**Activity:** Each line of the entries, from the first to the line containing "fn load_fixture(name: &str)", is to be transcribed exactly as it stands; include no other lines.

**Information:**
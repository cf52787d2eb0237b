use echo_api::{Client, Error, FacilitiesQuery, MapQuery, QidQuery, Query};
use std::time::Duration;
use wiremock::matchers::{method, path, query_param};
use wiremock::{Mock, MockServer, ResponseTemplate};

fn load_fixture(name: &str) -> String {
    std::fs::read_to_string(format!("tests/fixtures/{}", name)).unwrap()
}

#[tokio::test]
async fn get_facilities_success() {
    let mock_server = MockServer::start().await;
    let body = load_fixture("facilities.json");

    Mock::given(method("GET"))
        .and(path("/echo/echo_rest_services.get_facilities"))
        .and(query_param("p_st", "VA"))
        .and(query_param("responseset", "100"))
        .respond_with(ResponseTemplate::new(200).set_body_string(&body))
        .mount(&mock_server)
        .await;

    let client = Client::with_base_url(&mock_server.uri());
    let query = FacilitiesQuery::new().with_param("state", "VA").unwrap();
    let result = client.get_facilities(&query).await;
    assert!(result.is_ok());

    let resp = result.unwrap();
    assert_eq!(resp.results.facilities.len(), 1);
    assert_eq!(resp.results.facilities[0].state, "VA");
}

#[tokio::test]
async fn get_facilities_api_error() {
    let mock_server = MockServer::start().await;
    let body = load_fixture("facilities_error.json");

    Mock::given(method("GET"))
        .and(path("/echo/echo_rest_services.get_facilities"))
        .respond_with(ResponseTemplate::new(200).set_body_string(&body))
        .mount(&mock_server)
        .await;

    let client = Client::with_base_url(&mock_server.uri());
    let err = client
        .get_facilities(&FacilitiesQuery::default())
        .await
        .unwrap_err();
    assert!(matches!(err, Error::Api { ref message } if message.starts_with("Invalid Query ID")));
    assert!(!err.is_transport());
    assert!(!err.is_parse());
}

#[tokio::test]
async fn get_facilities_server_error() {
    let mock_server = MockServer::start().await;

    Mock::given(method("GET"))
        .and(path("/echo/echo_rest_services.get_facilities"))
        .respond_with(ResponseTemplate::new(500).set_body_string("Internal Server Error"))
        .mount(&mock_server)
        .await;

    let client = Client::with_base_url(&mock_server.uri());
    let err = client
        .get_facilities(&FacilitiesQuery::default())
        .await
        .unwrap_err();
    match err {
        Error::HttpStatus { status, ref body } => {
            assert_eq!(status, 500);
            assert_eq!(body, "Internal Server Error");
        }
        ref other => panic!("expected HTTP status error, got {other:?}"),
    }
    assert!(err.is_transport());
}

#[tokio::test]
async fn non_200_success_status_is_transport_error() {
    let mock_server = MockServer::start().await;

    Mock::given(method("GET"))
        .and(path("/echo/echo_rest_services.get_qid"))
        .respond_with(ResponseTemplate::new(204))
        .mount(&mock_server)
        .await;

    let client = Client::with_base_url(&mock_server.uri());
    let err = client.get_qid(&QidQuery::new("537")).await.unwrap_err();
    assert!(matches!(err, Error::HttpStatus { status: 204, .. }));
}

#[tokio::test]
async fn get_facilities_malformed_json() {
    let mock_server = MockServer::start().await;

    Mock::given(method("GET"))
        .and(path("/echo/echo_rest_services.get_facilities"))
        .respond_with(ResponseTemplate::new(200).set_body_string("{not valid json}"))
        .mount(&mock_server)
        .await;

    let client = Client::with_base_url(&mock_server.uri());
    let err = client
        .get_facilities(&FacilitiesQuery::default())
        .await
        .unwrap_err();
    assert!(err.is_parse());
}

#[tokio::test]
async fn get_map_success() {
    let mock_server = MockServer::start().await;
    let body = load_fixture("map.json");

    Mock::given(method("GET"))
        .and(path("/echo/echo_rest_services.get_map"))
        .and(query_param("QID", "537"))
        .respond_with(ResponseTemplate::new(200).set_body_string(&body))
        .mount(&mock_server)
        .await;

    let client = Client::with_base_url(&mock_server.uri()).with_debug(true);
    let resp = client.get_map(&MapQuery::new("537")).await.unwrap();
    assert_eq!(resp.map_output.map_data.len(), 1);
    assert_eq!(resp.map_output.map_data[0].name, "ELOHSSA CORPORATION MINE");
}

#[tokio::test]
async fn get_qid_second_page() {
    let mock_server = MockServer::start().await;
    let body = load_fixture("qid.json");

    Mock::given(method("GET"))
        .and(path("/echo/echo_rest_services.get_qid"))
        .and(query_param("qid", "537"))
        .and(query_param("pageno", "2"))
        .respond_with(ResponseTemplate::new(200).set_body_string(&body))
        .mount(&mock_server)
        .await;

    let client = Client::with_base_url(&mock_server.uri());
    let query = QidQuery::new("537").with_param("pageNumber", "2").unwrap();
    let resp = client.get_qid(&query).await.unwrap();
    assert_eq!(resp.query_rows, 574);
    assert_eq!(resp.facilities.len(), 2);
}

#[tokio::test]
async fn request_timeout_is_transport_error() {
    let mock_server = MockServer::start().await;

    Mock::given(method("GET"))
        .and(path("/echo/echo_rest_services.get_qid"))
        .respond_with(
            ResponseTemplate::new(200)
                .set_body_string(load_fixture("qid.json"))
                .set_delay(Duration::from_secs(2)),
        )
        .mount(&mock_server)
        .await;

    let client = Client::with_base_url(&mock_server.uri());
    let query = QidQuery::new("537").with_timeout(Duration::from_millis(200));
    let err = client.get_qid(&query).await.unwrap_err();
    assert!(matches!(err, Error::Network(_)));
    assert!(err.is_transport());
}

**Exercise result:**
repository cf52787d2eb0237b
use echo_api::{Client, Error, FacilitiesQuery, MapQuery, QidQuery, Query};
use std::time::Duration;
use wiremock::matchers::{method, path, query_param};
use wiremock::{Mock, MockServer, ResponseTemplate};

fn load_fixture(name: &str) -> String {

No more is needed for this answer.